Una manovra che minaccia lo sviluppo, l’occupazione, i diritti e la qualità della vita perché taglia gli organici dei servizi pubblici, non finanzia le opere infrastrutturali, riduce i trasferimenti agli enti locali e non rifinanzia la CIG in deroga.
Gli effetti della manovra potrebbero essere ancora più drammatici in una provincia, come quella di Foggia, che nel 2009 ha perso circa 3.000 posti di lavoro, ha visto crescere la cassa integrazione e le mobilità, ha urgente bisogno di infrastrutture ed assiste alla continua migrazione dei suoi giovani.

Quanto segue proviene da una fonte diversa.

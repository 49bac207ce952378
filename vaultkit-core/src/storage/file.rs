//! File-backed store: one JSON map, replaced atomically on every write.

use std::{
    collections::BTreeMap,
    fs,
    path::{Path, PathBuf},
};

use async_trait::async_trait;
use base64::{engine::general_purpose::STANDARD, Engine as _};
use tokio::sync::Mutex;

use super::{
    error::{StorageError, StorageResult},
    keys::{Namespace, StorageKey},
    traits::KeyValueStore,
};

/// A [`KeyValueStore`] persisted as a single JSON document.
///
/// Values are base64 encoded. Writes go to a sibling temp file which is then
/// renamed over the original, so a crash never leaves a torn file behind.
pub struct FileStore {
    path: PathBuf,
    entries: Mutex<BTreeMap<String, String>>,
}

impl FileStore {
    /// Opens the store at `path`, creating parent directories as needed.
    ///
    /// # Errors
    ///
    /// Returns an error if the file exists but cannot be read or parsed.
    pub fn open(path: impl AsRef<Path>) -> StorageResult<Self> {
        let path = path.as_ref().to_path_buf();
        if let Some(parent) = path.parent() {
            fs::create_dir_all(parent)?;
        }
        let entries = match fs::read(&path) {
            Ok(bytes) => serde_json::from_slice(&bytes)
                .map_err(|err| StorageError::Serialization(err.to_string()))?,
            Err(err) if err.kind() == std::io::ErrorKind::NotFound => BTreeMap::new(),
            Err(err) => return Err(err.into()),
        };
        Ok(Self {
            path,
            entries: Mutex::new(entries),
        })
    }

    /// The backing file.
    #[must_use]
    pub fn path(&self) -> &Path {
        &self.path
    }

    /// Writes `entries` on the blocking pool and hands them back once on disk.
    async fn persist(
        &self,
        entries: BTreeMap<String, String>,
    ) -> StorageResult<BTreeMap<String, String>> {
        let path = self.path.clone();
        tokio::task::spawn_blocking(move || -> StorageResult<_> {
            let bytes = serde_json::to_vec_pretty(&entries)
                .map_err(|err| StorageError::Serialization(err.to_string()))?;
            let tmp = path.with_extension("tmp");
            fs::write(&tmp, bytes)?;
            fs::rename(&tmp, &path)?;
            Ok(entries)
        })
        .await
        .map_err(|err| StorageError::Backend(format!("storage task failed: {err}")))?
    }
}

#[async_trait]
impl KeyValueStore for FileStore {
    async fn get(&self, key: &StorageKey) -> StorageResult<Option<Vec<u8>>> {
        let entries = self.entries.lock().await;
        entries
            .get(&key.to_string())
            .map(|value| {
                STANDARD
                    .decode(value)
                    .map_err(|err| StorageError::Serialization(err.to_string()))
            })
            .transpose()
    }

    async fn set(&self, key: &StorageKey, value: Vec<u8>) -> StorageResult<()> {
        let mut entries = self.entries.lock().await;
        let mut next = entries.clone();
        next.insert(key.to_string(), STANDARD.encode(value));
        *entries = self.persist(next).await?;
        Ok(())
    }

    async fn remove(&self, key: &StorageKey) -> StorageResult<()> {
        let mut entries = self.entries.lock().await;
        if !entries.contains_key(&key.to_string()) {
            return Ok(());
        }
        let mut next = entries.clone();
        next.remove(&key.to_string());
        *entries = self.persist(next).await?;
        Ok(())
    }

    async fn keys(&self, namespace: Namespace) -> StorageResult<Vec<StorageKey>> {
        let entries = self.entries.lock().await;
        entries
            .keys()
            .map(|raw| raw.parse::<StorageKey>())
            .filter(|key| !matches!(key, Ok(key) if key.namespace() != namespace))
            .collect()
    }
}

Per Lucera il danno potrebbe essere addirittura doppio. Infatti, l’assenza di incentivi allo sviluppo economico crea seri ostacoli alla realizzazione di qualsiasi prospettiva di sviluppo industriale e, quindi, occupazionale, mentre la riduzione dei trasferimenti statali mette a rischio l’erogazione di servizi essenziali per i cittadini, soprattutto per le fasce più deboli. La conseguenza potrebbe essere un ulteriore aggravamento della crisi industriale del territorio lucerino, che già vede due aziende storiche del settore laterizio, come la CELAM e le fornaci POMO, con circa 50 operai in cassa integrazione.
La CGIL, in alternativa ai provvedimenti del Governo, propone una serie di misure di equità e solidarietà sociale quali:
- un Piano per il Lavoro in favore di giovani e donne;
- incentivi alle assunzioni a tempo indeterminato;
- l’abbassamento delle tasse sui redditi da lavoro e sulle pensioni;
- l’incremento della lotta all’evasione;
- più tasse per rendite e patrimoni;
- una nuovo politica per l’industria, l’agricoltura, l’artigianato ed il terziario;
- un sostegno alla ricerca, all’università ed alla scuola pubblica;
- il rafforzamento del welfare;
- più servizi per le famiglie svantaggiate;
- una sanità pubblica di qualità;
- l’avvio delle grandi opere già finanziate dallo Stato;
- la flessibilità del Patto di Stabilità dei Comuni.